Substantive Law vs. Procedural Law
Labor relations law partakes of the nature of both substantive and adjective
law. Substantive law is that which creates or establishes rights and
obligations.
Adjective law (or remedial or procedural law), on the other hand, lays down
the procedural rules for the exercise or enforcement of those rights and
obligations.
Book V of the Labor Code creates rights and obligations of employers and
employees. In that sense it is substantive law. But because it also provides
the machinery and the modalities for their implementation, it is considered
adjective law as well.
Labor Standards vs. Labor Relations
Labor relations and labor standards laws complement each other. They are
so inextricably linked that one is useless without the other. Labor standards
law supplies the grist for the mill, so to speak; labor relations law is the mill
itself.
In this context labor standards provisions lay down the bottom line or
the absolute minima in collective bargaining negotiations in the sense that
the terms and conditions of employment agreed upon cannot fall below
those standards. These two are the main components of labor legislation.
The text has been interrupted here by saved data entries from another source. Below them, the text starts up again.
use crate::config::{generate::generate_starter_config, load_config, system_config_path, user_config_path};
use std::fs;
use std::path::PathBuf;

pub fn init(stdout: bool) -> Result<(), Box<dyn std::error::Error>> {
    let config_content = generate_starter_config();

    if stdout {
        print!("{}", config_content);
        return Ok(());
    }

    // ~/.config/remote-queue/config.yml unless the home directory is unusable
    let config_path = match user_config_path() {
        Some(user_config) => match user_config.parent().map(fs::create_dir_all) {
            Some(Err(e)) => {
                eprintln!("Warning: Could not create config directory: {}", e);
                eprintln!("Falling back to {}", system_config_path().display());
                system_config_path()
            }
            _ => user_config,
        },
        None => system_config_path(),
    };

    if config_path.exists() {
        return Err(format!(
            "Config file already exists at {}. Remove it first or use --stdout to print the config",
            config_path.display()
        )
        .into());
    }

    if let Some(parent) = config_path.parent() {
        fs::create_dir_all(parent)?;
    }
    fs::write(&config_path, config_content)?;

    println!("Config file written to {}", config_path.display());
    Ok(())
}

pub fn validate(config_path: Option<PathBuf>) -> Result<(), Box<dyn std::error::Error>> {
    let path = config_path.ok_or("No config file found. Use --config to specify a path.")?;

    println!("Validating config file: {}", path.display());

    let config = load_config(&path)?;
    println!(
        "✓ Config is valid ({} endpoint{})",
        config.endpoints.len(),
        if config.endpoints.len() == 1 { "" } else { "s" }
    );
    for endpoint in &config.endpoints {
        println!(
            "  {} -> {} ({} shards)",
            endpoint.name, endpoint.url, endpoint.queue_count
        );
    }
    Ok(())
}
WHY IS LABOR RELATIONS IMPORTANT?
The opposing interest of employers and employees define a natural breach
between them which is a likely source of disputes. The law simply has to
step into that breach in order to prevent serious controversies from
erupting, if that is at all possible, or at least to cushion, as it were, the
points of collision so that a speedy and judicious settlement of labor-
management disputes could be enhanced.
Labor relations, therefore, can also be described as an integrated
mechanism for labor dispute settlement. Since, by the very nature of the
relationship between employers and employees, disputes between them
are bound to arise, one of the thrusts of labor relations in how to resolve
disputes in a fair and expeditious manner.
Policy.
Internal Reconciliation
The policy, however, is for the government to intervene only where self-
help modes of dispute settlement available in employers and employees
have failed to achieve their purpose. The parties are first allowed to seek
their own solutions to their problems within the frame work of industrial
democracy. There interactions in this regard illustrate industrial democracy
at work. Experience has demonstrated that solutions arrived by the
disputants themselves are more realistic, effective and lasting than those
imposed of them by third parties.
Article 218 of the Labor Code clearly stresses that policy. It mentions the
prepared modes of labor dispute settlement, such as free collective
bargaining and negotiations, voluntary arbitration, mediation and
conciliation, ahead to establishment by the government of an adequate
administrative machinery for the expeditious settlement of labor disputes.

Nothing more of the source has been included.